George B. Breen and Chloe T. Hillard, attorneys in the Health Care & Life Sciences practice, in the firm’s Washington, DC, office, co-authored an article in Benefits Pro, titled “False Claims Act: Businesses Should Consider How to Document Their Interpretations.” (Read the full version – subscription required.)

Following is an excerpt:

On April 18, 2023, the U.S. Supreme Court heard oral argument in the consolidated cases of U.S. ex rel. Schutte v. SuperValu and U.S. ex rel. Proctor v. Safeway Inc. The Court was asked to review the scienter standard for False Claims Act (FCA) cases. The justices’ commentary during oral argument, discussed below, suggests that even in the face of an objectively reasonable interpretation of the applicable law, and the lack of any contrary authoritative guidance to that interpretation, a party’s subjective understanding of its conduct may still matter.
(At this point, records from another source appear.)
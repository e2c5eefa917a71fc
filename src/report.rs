//! Run report for a resampling job

use anyhow::{Context, Result};
use serde::{Deserialize, Serialize};
use std::path::Path;
use std::time::Duration;

use crate::columns::ColumnStats;
use crate::resample::ResampleOptions;
use crate::volume::VolumeShape;

/// Summary of one resampling run
#[derive(Debug, Clone, Serialize, Deserialize, PartialEq)]
pub struct RunReport {
    /// Curved input extents
    pub curved: VolumeShape,
    /// Flat output extents
    pub flat: VolumeShape,
    #[serde(flatten)]
    pub columns: ColumnStats,
    /// Worker threads available to the kernel
    pub workers: usize,
    pub parallel: bool,
    /// Kernel wall time in milliseconds
    pub elapsed_ms: f64,
}

impl RunReport {
    pub fn new(
        curved: VolumeShape,
        flat_columns: usize,
        columns: ColumnStats,
        options: &ResampleOptions,
        elapsed: Duration,
    ) -> Self {
        Self {
            curved,
            flat: curved.with_columns(flat_columns),
            columns,
            workers: if options.parallel {
                rayon::current_num_threads()
            } else {
                1
            },
            parallel: options.parallel,
            elapsed_ms: elapsed.as_secs_f64() * 1000.0,
        }
    }

    pub fn to_json(&self) -> Result<String> {
        serde_json::to_string_pretty(self).context("Failed to serialize run report")
    }

    pub fn save(&self, path: &Path) -> Result<()> {
        std::fs::write(path, self.to_json()?)
            .with_context(|| format!("Failed to write run report to {:?}", path))?;
        tracing::info!("Saved run report to {:?}", path);
        Ok(())
    }
}

#[cfg(test)]
mod tests {
    use super::*;

    #[test]
    fn test_report_json() {
        let stats = ColumnStats {
            clamped_left: 1,
            clamped_right: 2,
            interpolated: 2,
        };
        let report = RunReport::new(
            VolumeShape::new(1, 1, 4),
            5,
            stats,
            &ResampleOptions::default(),
            Duration::from_millis(3),
        );

        let json = report.to_json().unwrap();
        let value: serde_json::Value = serde_json::from_str(&json).unwrap();
        assert_eq!(value["flat"]["columns"], 5);
        assert_eq!(value["clamped_right"], 2);
        assert_eq!(value["parallel"], true);
        assert_eq!(value["workers"], rayon::current_num_threads());

        let sequential = RunReport::new(
            VolumeShape::new(1, 1, 4),
            5,
            stats,
            &ResampleOptions::sequential(),
            Duration::from_millis(3),
        );
        assert_eq!(sequential.workers, 1);

        let parsed: RunReport = serde_json::from_str(&json).unwrap();
        assert_eq!(parsed, report);
    }
}
//! flatdet - curved-to-flat detector resampling
//!
//! Projections captured on a curved (cylindrical) detector are resampled
//! onto a virtual flat detector before flat-geometry reconstruction. The
//! caller supplies a table giving, for every flat column, its real-valued
//! position on the curved column axis; the kernel clamps or linearly
//! interpolates each detector row against that table.
//!
//! ```ignore
//! use flatdet::{resample, ResampleOptions, VolumeShape};
//!
//! let curved = [1.0f32, 2.0, 3.0, 4.0];
//! let positions = [-1.0, 0.0, 1.5, 3.9, 10.0];
//! let flat = resample(&curved, &positions, VolumeShape::new(1, 1, 4), &ResampleOptions::default())?;
//! assert_eq!(flat, vec![1.0, 1.0, 2.5, 4.0, 4.0]);
//! ```

pub mod columns;
pub mod config;
pub mod error;
pub mod io;
pub mod report;
pub mod resample;
pub mod volume;

pub use columns::{ColumnStats, ColumnTap};
pub use error::ResampleError;
pub use resample::{resample, resample_into, resample_volume, ResampleOptions};
pub use volume::{ProjectionVolume, VolumeShape};
//! Curved-to-flat detector resampling
//!
//! For every `(projection, row)` pair the kernel walks the flat columns,
//! maps each one onto the curved column axis through the position table,
//! and writes a clamped or linearly interpolated sample.
//!
//! Output rows are independent: the parallel path hands each worker whole
//! rows of the output buffer, so no two workers ever write the same cache
//! line of a row and no synchronization is needed.
//!
//! The parallel path runs on whichever rayon pool is current. To bound the
//! worker count, build a pool once and call the kernel inside
//! `pool.install(..)`, or configure the global pool at startup.

use rayon::prelude::*;
use tracing::debug;

use crate::columns::ColumnTap;
use crate::error::ResampleError;
use crate::volume::{ProjectionVolume, VolumeShape};

/// Execution settings for the kernel. They never change the output.
#[derive(Debug, Clone, PartialEq, Eq)]
pub struct ResampleOptions {
    /// Split output rows across the current rayon pool
    pub parallel: bool,
    /// Below this many output rows the kernel stays on the calling thread
    pub min_parallel_rows: usize,
}

impl Default for ResampleOptions {
    fn default() -> Self {
        Self {
            parallel: true,
            min_parallel_rows: 64,
        }
    }
}

impl ResampleOptions {
    pub fn sequential() -> Self {
        Self {
            parallel: false,
            ..Default::default()
        }
    }
}

/// Check buffer lengths against the declared extents.
/// Returns the flat volume shape.
fn validate(
    curved_len: usize,
    positions_len: usize,
    shape: VolumeShape,
) -> Result<VolumeShape, ResampleError> {
    if shape.columns == 0 {
        return Err(ResampleError::EmptyDetector);
    }

    let expected = shape.len()?;
    if curved_len != expected {
        return Err(ResampleError::CurvedLengthMismatch {
            expected,
            actual: curved_len,
        });
    }

    let flat_shape = shape.with_columns(positions_len);
    flat_shape.len()?;
    Ok(flat_shape)
}

/// Resample `curved` into a caller-owned `out` buffer.
///
/// `shape` describes the curved volume; the flat volume has the same
/// projection and row extent and `positions.len()` columns. `out` is only
/// written, never read. Nothing is written unless every length checks out.
pub fn resample_into(
    curved: &[f32],
    positions: &[f64],
    shape: VolumeShape,
    out: &mut [f32],
    options: &ResampleOptions,
) -> Result<(), ResampleError> {
    let flat_shape = validate(curved.len(), positions.len(), shape)?;
    let expected = flat_shape.len()?;
    if out.len() != expected {
        return Err(ResampleError::OutputLengthMismatch {
            expected,
            actual: out.len(),
        });
    }

    if out.is_empty() {
        return Ok(());
    }

    let rows = shape.row_count()?;
    if !options.parallel || rows < options.min_parallel_rows {
        debug!("Sequential resampling {} -> {}", shape, flat_shape);
        resample_rows(curved, positions, shape.columns, out);
    } else {
        debug!(
            "Parallel resampling {} -> {} on {} workers",
            shape,
            flat_shape,
            rayon::current_num_threads()
        );
        par_resample_rows(curved, positions, shape.columns, out);
    }

    Ok(())
}

/// Resample `curved` into a newly allocated flat buffer
pub fn resample(
    curved: &[f32],
    positions: &[f64],
    shape: VolumeShape,
    options: &ResampleOptions,
) -> Result<Vec<f32>, ResampleError> {
    let flat_shape = validate(curved.len(), positions.len(), shape)?;
    let mut flat = vec![0.0f32; flat_shape.len()?];
    resample_into(curved, positions, shape, &mut flat, options)?;
    Ok(flat)
}

/// Resample an owned volume, taking the extents from the volume itself
pub fn resample_volume(
    curved: &ProjectionVolume,
    positions: &[f64],
    options: &ResampleOptions,
) -> Result<ProjectionVolume, ResampleError> {
    let shape = curved.shape();
    let flat = resample(curved.as_slice(), positions, shape, options)?;
    ProjectionVolume::from_vec(shape.with_columns(positions.len()), flat)
}

/// Fill one flat row from one curved row
#[inline]
fn resample_row(curved_row: &[f32], positions: &[f64], flat_row: &mut [f32]) {
    let columns = curved_row.len();
    for (out, &position) in flat_row.iter_mut().zip(positions) {
        *out = ColumnTap::resolve(position, columns).sample(curved_row);
    }
}

fn resample_rows(curved: &[f32], positions: &[f64], curved_columns: usize, out: &mut [f32]) {
    out.chunks_mut(positions.len())
        .zip(curved.chunks(curved_columns))
        .for_each(|(flat_row, curved_row)| resample_row(curved_row, positions, flat_row));
}

fn par_resample_rows(curved: &[f32], positions: &[f64], curved_columns: usize, out: &mut [f32]) {
    out.par_chunks_mut(positions.len())
        .zip(curved.par_chunks(curved_columns))
        .for_each(|(flat_row, curved_row)| resample_row(curved_row, positions, flat_row));
}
Background on the cases at issue

In U.S. ex rel. Schutte v. SuperValu, the relator alleged that the defendants, a group of retail pharmacies, charged Medicare Part D and Medicaid programs their retail cash prices as their “usual and customary” prices for drugs rather than the prices offered through competitor price-match discount programs. The U.S. Court of Appeals for the Seventh Circuit affirmed the dismissal of the complaint, holding that the defendants’ interpretation of the law at issue was objectively reasonable, without any contrary authoritative guidance, so the defendants could not be shown to have acted “knowingly” as required under the FCA.

In the nearly identical case of U.S. ex rel. Proctor v. Safeway Inc., the Seventh Circuit came to the same conclusion as it did in SuperValu and further explained when guidance is “authoritative.” In order for guidance to be “authoritative,” it must “come from a source with authority to interpret the relevant text.” Accordingly, the Seventh Circuit held that a single footnote in a lengthy manual that can be revised at any time is not authoritative guidance.

In rendering these decisions, the Seventh Circuit joined the Third, Eighth, and Ninth Circuits in applying the Supreme Court’s reasoning in the Safeco Ins. Co. v. Burr decision, a case involving the Fair Credit Reporting Act. There, the Supreme Court held that a defendant who acts under an incorrect interpretation of a relevant statute or regulation does not act with the requisite “reckless disregard” scienter if the interpretation is objectively reasonable and no authoritative guidance cautioned the defendant against it. A defendant might “suspect, believe, or intend to file a false claim, but it cannot know that its claim is false if the requirements of the claim are unknown.” As a result, it determined that a defendant’s subjective intent is “irrelevant.”

In an action consolidating SuperValu and Safeway, the petitioners asked the Supreme Court to answer “whether and when a defendant’s contemporaneous subjective understanding or beliefs about the lawfulness of its conduct are relevant to whether it ‘knowingly’ violated the [FCA].”